— Work item —
What lines in this listing contain the string "cloned"? Report each one by copying it.

BEGIN Provided material

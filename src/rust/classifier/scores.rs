use ndarray::Array1;
use serde::ser::{Serialize, SerializeMap, Serializer};

use super::error::ClassifierError;
use super::labels::CategorySet;

/// Numerically stable softmax over raw logits.
///
/// The maximum logit is subtracted before exponentiating, so inputs of any
/// magnitude map to finite probabilities. Computation happens in `f64`.
pub fn softmax(logits: &[f32]) -> Array1<f64> {
    let logits = Array1::from_iter(logits.iter().map(|&x| f64::from(x)));
    let max = logits.iter().cloned().fold(f64::NEG_INFINITY, f64::max);
    let exps = logits.mapv(|x| (x - max).exp());
    let sum = exps.sum();
    exps / sum
}

/// Index of the largest value; the lowest index wins on exact ties.
pub fn argmax(values: &Array1<f64>) -> Option<usize> {
    let mut best: Option<(usize, f64)> = None;
    for (i, &v) in values.iter().enumerate() {
        match best {
            Some((_, b)) if v <= b => {}
            _ => best = Some((i, v)),
        }
    }
    best.map(|(i, _)| i)
}

/// Probabilities keyed by category display name, kept in category order.
///
/// Serializes as a JSON object whose keys follow the model's output order.
#[derive(Debug, Clone, PartialEq)]
pub struct ProbabilityDistribution {
    entries: Vec<(String, f64)>,
}

impl ProbabilityDistribution {
    pub fn get(&self, display_name: &str) -> Option<f64> {
        self.entries
            .iter()
            .find(|(name, _)| name == display_name)
            .map(|&(_, p)| p)
    }

    pub fn len(&self) -> usize {
        self.entries.len()
    }

    pub fn is_empty(&self) -> bool {
        self.entries.is_empty()
    }

    pub fn iter(&self) -> impl Iterator<Item = (&str, f64)> {
        self.entries.iter().map(|(name, p)| (name.as_str(), *p))
    }

    pub fn total(&self) -> f64 {
        self.entries.iter().map(|&(_, p)| p).sum()
    }
}

impl Serialize for ProbabilityDistribution {
    fn serialize<S: Serializer>(&self, serializer: S) -> Result<S::Ok, S::Error> {
        let mut map = serializer.serialize_map(Some(self.entries.len()))?;
        for (name, p) in &self.entries {
            map.serialize_entry(name, p)?;
        }
        map.end()
    }
}

/// A normalized prediction: the winning display name and the full distribution.
#[derive(Debug, Clone, PartialEq)]
pub struct Normalized {
    pub label: String,
    pub distribution: ProbabilityDistribution,
}

/// Converts a raw score vector aligned with `categories` into probabilities
/// and picks the arg-max category.
///
/// # Errors
/// `PredictionError` if the vector length differs from the category count or
/// any score is not finite. These describe malformed model output.
pub fn normalize(raw: &[f32], categories: &CategorySet) -> Result<Normalized, ClassifierError> {
    if raw.len() != categories.len() {
        return Err(ClassifierError::PredictionError(format!(
            "Model returned {} scores for {} categories",
            raw.len(),
            categories.len()
        )));
    }
    if let Some(pos) = raw.iter().position(|x| !x.is_finite()) {
        return Err(ClassifierError::PredictionError(format!(
            "Model returned a non-finite score ({}) for category '{}'",
            raw[pos],
            categories.names()[pos]
        )));
    }

    let probs = softmax(raw);
    let top = argmax(&probs)
        .ok_or_else(|| ClassifierError::PredictionError("Model returned no scores".into()))?;

    let entries = categories
        .display_names()
        .iter()
        .cloned()
        .zip(probs.iter().copied())
        .collect();

    Ok(Normalized {
        label: categories.display_names()[top].clone(),
        distribution: ProbabilityDistribution { entries },
    })
}

#[cfg(test)]
mod tests {
    use super::*;

    const TOLERANCE: f64 = 1e-6;

    fn emotions() -> CategorySet {
        CategorySet::new(["anger", "disgust", "fear", "joy", "neutral", "sadness", "surprise"])
            .expect("valid categories")
    }

    fn samples() -> Vec<Vec<f32>> {
        vec![
            vec![0.0],
            vec![1.0, 2.0, 3.0],
            vec![-4.5, 0.0, 4.5, 0.25],
            vec![0.1, 0.01, 0.02, 5.0, 0.3, 0.05, 0.1],
            vec![-30.0, -31.0, -29.5],
            vec![7.0; 7],
        ]
    }

    #[test]
    fn test_softmax_is_a_distribution() {
        for raw in samples() {
            let probs = softmax(&raw);
            assert_eq!(probs.len(), raw.len());
            assert!(probs.iter().all(|&p| (0.0..=1.0).contains(&p)));
            assert!((probs.sum() - 1.0).abs() < TOLERANCE, "sum was {}", probs.sum());
        }
    }

    #[test]
    fn test_softmax_preserves_order() {
        let probs = softmax(&[1.0, 2.0, 3.0]);
        assert!(probs[2] > probs[1]);
        assert!(probs[1] > probs[0]);
    }

    #[test]
    fn test_softmax_shift_invariance() {
        for raw in samples() {
            let base = softmax(&raw);
            for shift in [-50.0f32, -1.5, 3.0, 40.0] {
                let shifted: Vec<f32> = raw.iter().map(|x| x + shift).collect();
                let moved = softmax(&shifted);
                for (a, b) in base.iter().zip(moved.iter()) {
                    assert!((a - b).abs() < 1e-5, "{} vs {} for shift {}", a, b, shift);
                }
            }
        }
    }

    #[test]
    fn test_softmax_large_magnitudes_stay_finite() {
        let probs = softmax(&[1000.0, 999.0, -1000.0]);
        assert!(probs.iter().all(|p| p.is_finite()));
        assert!((probs.sum() - 1.0).abs() < TOLERANCE);
        assert!(probs[0] > probs[1]);

        let probs = softmax(&[f32::MAX, f32::MAX]);
        assert!((probs[0] - 0.5).abs() < TOLERANCE);
    }

    #[test]
    fn test_argmax_prefers_first_on_ties() {
        assert_eq!(argmax(&Array1::from(vec![0.2, 0.4, 0.4])), Some(1));
        assert_eq!(argmax(&Array1::from(vec![0.5, 0.5])), Some(0));
        assert_eq!(argmax(&Array1::from(vec![0.1, 0.3, 0.6])), Some(2));
        assert_eq!(argmax(&Array1::from(Vec::<f64>::new())), None);
    }

    #[test]
    fn test_normalize_joy() -> Result<(), ClassifierError> {
        let raw = [0.1, 0.01, 0.02, 5.0, 0.3, 0.05, 0.1];
        let normalized = normalize(&raw, &emotions())?;

        assert_eq!(normalized.label, "Joy");
        assert_eq!(normalized.distribution.len(), 7);
        let joy = normalized.distribution.get("Joy").unwrap();
        assert!(normalized.distribution.iter().all(|(_, p)| p <= joy));
        assert!((normalized.distribution.total() - 1.0).abs() < TOLERANCE);
        Ok(())
    }

    #[test]
    fn test_normalize_uniform_picks_first_category() -> Result<(), ClassifierError> {
        let normalized = normalize(&[2.0; 7], &emotions())?;
        assert_eq!(normalized.label, "Anger");
        Ok(())
    }

    #[test]
    fn test_normalize_rejects_malformed_output() {
        let categories = emotions();
        assert!(matches!(
            normalize(&[1.0, 2.0], &categories),
            Err(ClassifierError::PredictionError(_))
        ));

        let mut raw = [0.0f32; 7];
        raw[4] = f32::NAN;
        assert!(matches!(
            normalize(&raw, &categories),
            Err(ClassifierError::PredictionError(_))
        ));

        raw[4] = f32::INFINITY;
        assert!(normalize(&raw, &categories).is_err());
    }

    #[test]
    fn test_distribution_serializes_in_category_order() -> Result<(), Box<dyn std::error::Error>> {
        let categories = CategorySet::new(["surprise", "anger"])?;
        let normalized = normalize(&[0.0, 0.0], &categories)?;
        let json = serde_json::to_string(&normalized.distribution)?;
        assert_eq!(json, r#"{"Surprise":0.5,"Anger":0.5}"#);
        Ok(())
    }
}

END Provided material

— Response —
    let max = logits.iter().cloned().fold(f64::NEG_INFINITY, f64::max);
        .cloned()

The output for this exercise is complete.